**Exercise description:** Line filter on the word "impl": copy each matching line from the entries.

**Records provided:**

//! K-fold cross-validation over a regularization path.
//!
//! The λ path is computed once on the full matrix. Each fold refits that
//! path without its own rows and scores them; fold scores are combined into
//! a mean curve (`cvm`) and its standard error (`cvsd`), from which
//! `lambda.min` and `lambda.1se` are read.
//!
//! Folds are fitted in parallel with rayon. When called inside a dedicated
//! `ThreadPool` the fold work runs on that pool.

use log::{debug, info};
use nalgebra::{DMatrix, DVector};
use rand::SeedableRng;
use rand::rngs::StdRng;
use rand::seq::SliceRandom;
use rayon::prelude::*;

use crate::domain::{Family, LambdaRule, Measure};
use crate::error::FitError;
use crate::fit::lambda_grid::{DEFAULT_NLAMBDA, default_min_ratio, lambda_max, lambda_path};
use crate::fit::path::{PathFit, PathSettings, fit_path};
use crate::math::binomial_deviance;
use crate::metrics::{auc, misclassification};

/// Smallest number of folds that gives a usable standard error.
pub const MIN_FOLDS: usize = 3;

#[derive(Debug, Clone, Copy)]
pub struct CvSettings {
    pub path: PathSettings,
    pub nfolds: usize,
    pub nlambda: usize,
    /// `None` picks `default_min_ratio(n, p)`.
    pub lambda_min_ratio: Option<f64>,
    pub measure: Measure,
    pub seed: u64,
}

impl Default for CvSettings {
    fn default() -> Self {
        Self {
            path: PathSettings::default(),
            nfolds: 10,
            nlambda: DEFAULT_NLAMBDA,
            lambda_min_ratio: None,
            measure: Measure::Mse,
            seed: 42,
        }
    }
}

/// Cross-validated path.
#[derive(Debug, Clone)]
pub struct CvFit {
    pub measure: Measure,
    pub lambdas: Vec<f64>,
    /// Mean fold score per λ.
    pub cvm: Vec<f64>,
    /// Standard error of `cvm` per λ.
    pub cvsd: Vec<f64>,
    /// Non-zero coefficients of the full-data fit per λ.
    pub nzero: Vec<usize>,
    pub index_min: usize,
    pub index_1se: usize,
    pub fold_sizes: Vec<usize>,
    /// Path fitted on every row.
    pub path: PathFit,
}

impl CvFit {
    pub fn lambda_min(&self) -> f64 {
        self.lambdas[self.index_min]
    }

    pub fn lambda_1se(&self) -> f64 {
        self.lambdas[self.index_1se]
    }

    pub fn index(&self, rule: LambdaRule) -> usize {
        match rule {
            LambdaRule::Min => self.index_min,
            LambdaRule::OneSe => self.index_1se,
        }
    }

    pub fn nfolds(&self) -> usize {
        self.fold_sizes.len()
    }
}

/// Cross-validate an elastic-net path.
pub fn cross_validate(
    x: &DMatrix<f64>,
    y: &DVector<f64>,
    family: Family,
    settings: &CvSettings,
) -> Result<CvFit, FitError> {
    let (n, p) = x.shape();
    if settings.nfolds < MIN_FOLDS {
        return Err(FitError::TooFewFolds(settings.nfolds));
    }
    if n < settings.nfolds {
        return Err(FitError::TooFewRows {
            rows: n,
            folds: settings.nfolds,
        });
    }
    if y.len() != n {
        return Err(FitError::DimensionMismatch { rows: n, got: y.len() });
    }
    if family == Family::Gaussian && settings.measure.binomial_only() {
        return Err(FitError::MeasureFamily(settings.measure.name()));
    }
    settings.path.validate()?;

    let min_ratio = settings.lambda_min_ratio.unwrap_or_else(|| default_min_ratio(n, p));
    let lambdas = lambda_path(lambda_max(x, y, settings.path.alpha), settings.nlambda, min_ratio)?;
    debug!(
        "lambda path: {} values from {:.4e} to {:.4e}",
        lambdas.len(),
        lambdas[0],
        lambdas[lambdas.len() - 1]
    );

    let path = fit_path(family, x, y, &lambdas, &settings.path)?;

    let folds = assign_folds(n, settings.nfolds, settings.seed);
    let fold_scores: Vec<(usize, Vec<f64>)> = (0..settings.nfolds)
        .into_par_iter()
        .map(|f| score_fold(x, y, family, &lambdas, &folds, f, settings))
        .collect::<Result<Vec<_>, FitError>>()?;

    let (cvm, cvsd) = combine_folds(&fold_scores, lambdas.len());
    let index_min = best_index(&cvm, settings.measure).ok_or(FitError::NonFinite)?;
    let index_1se = one_se_index(&cvm, &cvsd, index_min, settings.measure);

    let nzero = (0..path.len()).map(|k| path.n_nonzero(k)).collect();
    let fold_sizes = fold_scores.iter().map(|(size, _)| *size).collect();

    info!(
        "{}-fold CV ({}): lambda.min={:.4e} ({}={:.5}), lambda.1se={:.4e}",
        settings.nfolds,
        settings.measure.name(),
        lambdas[index_min],
        settings.measure.name(),
        cvm[index_min],
        lambdas[index_1se]
    );

    Ok(CvFit {
        measure: settings.measure,
        lambdas,
        cvm,
        cvsd,
        nzero,
        index_min,
        index_1se,
        fold_sizes,
        path,
    })
}

/// Fold id per row: a seeded shuffle dealt round-robin, so fold sizes differ by at most one.
pub fn assign_folds(n: usize, nfolds: usize, seed: u64) -> Vec<usize> {
    let mut order: Vec<usize> = (0..n).collect();
    let mut rng = StdRng::seed_from_u64(seed);
    order.shuffle(&mut rng);

    let mut folds = vec![0usize; n];
    for (pos, &row) in order.iter().enumerate() {
        folds[row] = pos % nfolds;
    }
    folds
}

/// Fit the path without fold `f` and score fold `f` at every λ.
fn score_fold(
    x: &DMatrix<f64>,
    y: &DVector<f64>,
    family: Family,
    lambdas: &[f64],
    folds: &[usize],
    f: usize,
    settings: &CvSettings,
) -> Result<(usize, Vec<f64>), FitError> {
    let train: Vec<usize> = (0..folds.len()).filter(|&i| folds[i] != f).collect();
    let held: Vec<usize> = (0..folds.len()).filter(|&i| folds[i] == f).collect();

    let x_train = x.select_rows(train.iter());
    let y_train = DVector::from_iterator(train.len(), train.iter().map(|&i| y[i]));
    let x_held = x.select_rows(held.iter());
    let y_held: Vec<f64> = held.iter().map(|&i| y[i]).collect();

    let fit = fit_path(family, &x_train, &y_train, lambdas, &settings.path)?;
    let scores = (0..fit.len())
        .map(|k| {
            let pred: Vec<f64> = fit.predict(&x_held, k).iter().copied().collect();
            fold_measure(settings.measure, family, &y_held, &pred)
        })
        .collect();
    Ok((held.len(), scores))
}

/// Score one fold's predictions. Undefined scores (AUC on a single-class fold) are `NaN`.
pub fn fold_measure(measure: Measure, family: Family, y: &[f64], pred: &[f64]) -> f64 {
    let n = y.len() as f64;
    match measure {
        Measure::Mse => y.iter().zip(pred).map(|(a, b)| (a - b) * (a - b)).sum::<f64>() / n,
        Measure::Mae => y.iter().zip(pred).map(|(a, b)| (a - b).abs()).sum::<f64>() / n,
        Measure::Deviance => match family {
            Family::Gaussian => fold_measure(Measure::Mse, family, y, pred),
            Family::Binomial => y.iter().zip(pred).map(|(a, b)| binomial_deviance(*a, *b)).sum::<f64>() / n,
        },
        Measure::Class => misclassification(pred, y, 0.5),
        Measure::Auc => auc(pred, y).unwrap_or(f64::NAN),
    }
}

/// Fold-size weighted mean and standard error per λ, skipping `NaN` fold scores.
fn combine_folds(fold_scores: &[(usize, Vec<f64>)], nlambda: usize) -> (Vec<f64>, Vec<f64>) {
    let mut cvm = Vec::with_capacity(nlambda);
    let mut cvsd = Vec::with_capacity(nlambda);

    for k in 0..nlambda {
        let used: Vec<(f64, f64)> = fold_scores
            .iter()
            .filter(|(_, s)| s[k].is_finite())
            .map(|(w, s)| (*w as f64, s[k]))
            .collect();
        let w_sum: f64 = used.iter().map(|(w, _)| w).sum();
        if used.is_empty() || w_sum <= 0.0 {
            cvm.push(f64::NAN);
            cvsd.push(f64::NAN);
            continue;
        }

        let m = used.iter().map(|(w, s)| w * s).sum::<f64>() / w_sum;
        let sd = if used.len() > 1 {
            let var = used.iter().map(|(w, s)| w * (s - m) * (s - m)).sum::<f64>() / w_sum;
            (var / (used.len() as f64 - 1.0)).sqrt()
        } else {
            0.0
        };
        cvm.push(m);
        cvsd.push(sd);
    }

    (cvm, cvsd)
}

fn best_index(cvm: &[f64], measure: Measure) -> Option<usize> {
    let mut best: Option<usize> = None;
    for (k, v) in cvm.iter().enumerate() {
        if !v.is_finite() {
            continue;
        }
        let better = match best {
            None => true,
            Some(b) if measure.higher_is_better() => *v > cvm[b],
            Some(b) => *v < cvm[b],
        };
        if better {
            best = Some(k);
        }
    }
    best
}

/// Largest λ (smallest index) whose score is within one standard error of the best.
fn one_se_index(cvm: &[f64], cvsd: &[f64], index_min: usize, measure: Measure) -> usize {
    let se = if cvsd[index_min].is_finite() { cvsd[index_min] } else { 0.0 };
    let best = cvm[index_min];
    (0..=index_min)
        .find(|&k| {
            cvm[k].is_finite()
                && if measure.higher_is_better() {
                    cvm[k] >= best - se
                } else {
                    cvm[k] <= best + se
                }
        })
        .unwrap_or(index_min)
}
//! Input/output helpers.
//!
//! - CSV ingest + numeric coercion (`ingest`)
//! - prediction and table exports (`export`)
//! - fitted model JSON read/write (`model_file`)

pub mod export;
pub mod ingest;
pub mod model_file;

pub use export::*;
pub use ingest::*;
pub use model_file::*;
//! High-correlation filter.
//!
//! For every pair of predictors whose absolute Pearson correlation exceeds the
//! cutoff, the member with the larger mean absolute correlation (against all
//! predictors) is removed. Pairs are examined independently, so a column can
//! be removed because of any one of its partners.

use nalgebra::DMatrix;
use rayon::prelude::*;

use crate::prep::scale::Standardizer;

/// Return the (sorted) column indices to drop.
pub fn find_correlated(x: &DMatrix<f64>, cutoff: f64) -> Vec<usize> {
    let corr = correlation_matrix(x);
    let p = corr.ncols();
    if p < 2 {
        return Vec::new();
    }

    let mean_abs: Vec<f64> = (0..p)
        .map(|j| corr.column(j).iter().map(|v| v.abs()).sum::<f64>() / p as f64)
        .collect();

    let mut drop: Vec<usize> = (0..p)
        .into_par_iter()
        .flat_map_iter(|i| {
            let corr = &corr;
            let mean_abs = &mean_abs;
            ((i + 1)..p).filter_map(move |j| {
                if corr[(i, j)].abs() <= cutoff {
                    return None;
                }
                // Ties drop the later column.
                Some(if mean_abs[i] > mean_abs[j] { i } else { j })
            })
        })
        .collect();

    drop.sort_unstable();
    drop.dedup();
    drop
}

/// Pearson correlation of every column pair.
///
/// Constant columns correlate 0 with everything else.
pub fn correlation_matrix(x: &DMatrix<f64>) -> DMatrix<f64> {
    let n = x.nrows();
    let mut z = x.clone();
    Standardizer::fit(x).transform_in_place(&mut z);

    let denom = (n.max(2) - 1) as f64;
    let mut corr = z.transpose() * &z / denom;
    for j in 0..corr.ncols() {
        corr[(j, j)] = 1.0;
    }
    corr
}
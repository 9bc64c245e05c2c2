//! Top-level application orchestration.
//!
//! `src/main.rs` is intentionally tiny; this module is the "real main" that:
//! - loads `.env` and initializes logging
//! - parses CLI arguments
//! - sizes the rayon pool used by cross-validation
//! - runs training / scoring and prints reports and plots
//! - writes prediction CSVs and model JSON files

use std::path::{Path, PathBuf};

use clap::Parser;
use log::info;

use crate::cli::{Command, RunArgs, ScoreArgs, SynthArgs, TrainArgs};
use crate::data::{SynthConfig, generate_loans};
use crate::domain::{PipelineConfig, TargetKind};
use crate::error::AppError;
use crate::io::{read_model_json, write_model_json, write_predictions_csv, write_table_csv};

pub mod pipeline;

use pipeline::{Evaluation, ModelRun};

/// Entry point for the `loanloss` binary.
pub fn run() -> Result<(), AppError> {
    dotenvy::dotenv().ok();
    env_logger::Builder::from_env(env_logger::Env::default().default_filter_or("info")).init();

    let cli = crate::cli::Cli::parse();
    let pool = build_pool(cli.workers)?;
    pool.install(|| dispatch(cli.command))
}

fn dispatch(command: Command) -> Result<(), AppError> {
    match command {
        Command::Lgd(args) => handle_train(TargetKind::Lgd, args),
        Command::Pd(args) => handle_train(TargetKind::Pd, args),
        Command::Run(args) => handle_run(args),
        Command::Score(args) => handle_score(args),
        Command::Synth(args) => handle_synth(args),
    }
}

fn build_pool(workers: Option<usize>) -> Result<rayon::ThreadPool, AppError> {
    if workers == Some(0) {
        return Err(AppError::new(2, "--workers must be at least 1."));
    }
    let pool = rayon::ThreadPoolBuilder::new()
        .num_threads(workers.unwrap_or(0))
        .build()
        .map_err(|e| AppError::new(2, format!("Failed to build worker pool: {e}")))?;
    info!("Using {} worker thread(s)", pool.current_num_threads());
    Ok(pool)
}

fn handle_train(kind: TargetKind, args: TrainArgs) -> Result<(), AppError> {
    let config = args.model.to_config();
    // Reject a bad output request before spending time on training.
    let scoring = scoring_target(kind, &args)?;
    let run = pipeline::run_model(kind, &config)?;

    println!("{}", crate::report::format_run_summary(&run, &config));
    if config.plot {
        print_plots(&run, &config);
    }

    if let Some(path) = &args.export_model {
        write_model_json(path, &run.model)?;
        info!("Wrote {} model to {}", kind.display_name(), path.display());
    }

    if let Some((test, out)) = scoring {
        score_into(&run, &test, &out)?;
    }

    Ok(())
}

/// Test file and prediction path for `lgd` / `pd`, if scoring was requested.
fn scoring_target(kind: TargetKind, args: &TrainArgs) -> Result<Option<(PathBuf, PathBuf)>, AppError> {
    match (&args.test, &args.out) {
        (Some(test), out) => {
            if !test.exists() {
                return Err(AppError::new(2, format!("Test file '{}' not found.", test.display())));
            }
            let out = out.clone().unwrap_or_else(|| default_out(kind));
            Ok(Some((test.clone(), out)))
        }
        (None, Some(_)) => Err(AppError::new(2, "--out requires --test.")),
        (None, None) => Ok(None),
    }
}

fn handle_run(args: RunArgs) -> Result<(), AppError> {
    let config = args.model.to_config();

    // Check the test file before spending time on training.
    if !args.test.exists() {
        return Err(AppError::new(2, format!("Test file '{}' not found.", args.test.display())));
    }

    for (kind, out, export) in [
        (TargetKind::Lgd, &args.lgd_out, &args.export_lgd_model),
        (TargetKind::Pd, &args.pd_out, &args.export_pd_model),
    ] {
        let run = pipeline::run_model(kind, &config)?;
        if args.quiet {
            println!("{}", one_line_summary(&run));
        } else {
            println!("{}", crate::report::format_run_summary(&run, &config));
            if config.plot {
                print_plots(&run, &config);
            }
        }

        if let Some(path) = export {
            write_model_json(path, &run.model)?;
        }
        score_into(&run, &args.test, out)?;
    }

    Ok(())
}

fn handle_score(args: ScoreArgs) -> Result<(), AppError> {
    let model = read_model_json(&args.model)?;
    let preds = pipeline::score_file(&model, &args.test)?;
    write_predictions_csv(&args.out, model.target.output_column(), &preds)
}

fn handle_synth(args: SynthArgs) -> Result<(), AppError> {
    let config = SynthConfig {
        rows: args.rows,
        informative: args.informative,
        noise: args.noise,
        missing_rate: args.missing_rate,
        default_rate: args.default_rate,
        with_target: !args.no_target,
        seed: args.seed,
    };
    let data = generate_loans(&config)?;
    write_table_csv(&args.out, &data.headers, &data.rows)?;
    if config.with_target {
        info!(
            "{} of {} synthetic loan(s) defaulted",
            data.defaults,
            data.rows.len()
        );
    }
    Ok(())
}

fn score_into(run: &ModelRun, test: &Path, out: &Path) -> Result<(), AppError> {
    let preds = pipeline::score_file(&run.model, test)?;
    write_predictions_csv(out, run.kind.output_column(), &preds)
}

fn default_out(kind: TargetKind) -> PathBuf {
    PathBuf::from(format!("{}_predictions.csv", kind.output_column()))
}

fn print_plots(run: &ModelRun, config: &PipelineConfig) {
    let cv = run.selection.final_cv();
    println!(
        "{}",
        crate::plot::render_cv_plot(cv, config.plot_width, config.plot_height)
    );
    if let Evaluation::Classification { roc, .. } = &run.evaluation {
        println!(
            "{}",
            crate::plot::render_roc_plot(roc, config.plot_width, config.plot_height)
        );
    }
}

fn one_line_summary(run: &ModelRun) -> String {
    let metric = match &run.evaluation {
        Evaluation::Regression(r) => format!("RMSE={:.5} MAE={:.5}", r.rmse, r.mae),
        Evaluation::Classification { report, .. } => match report.auc {
            Some(auc) => format!("AUC={auc:.4} Gini={:.4}", 2.0 * auc - 1.0),
            None => "AUC=n/a".to_string(),
        },
    };
    format!(
        "{}: {} feature(s), lambda={:.4e} ({}), {}",
        run.kind.display_name(),
        run.model.features.len(),
        run.model.lambda,
        run.model.lambda_rule.label(),
        metric
    )
}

**Solution to this exercise:**
impl Default for CvSettings {
impl CvFit {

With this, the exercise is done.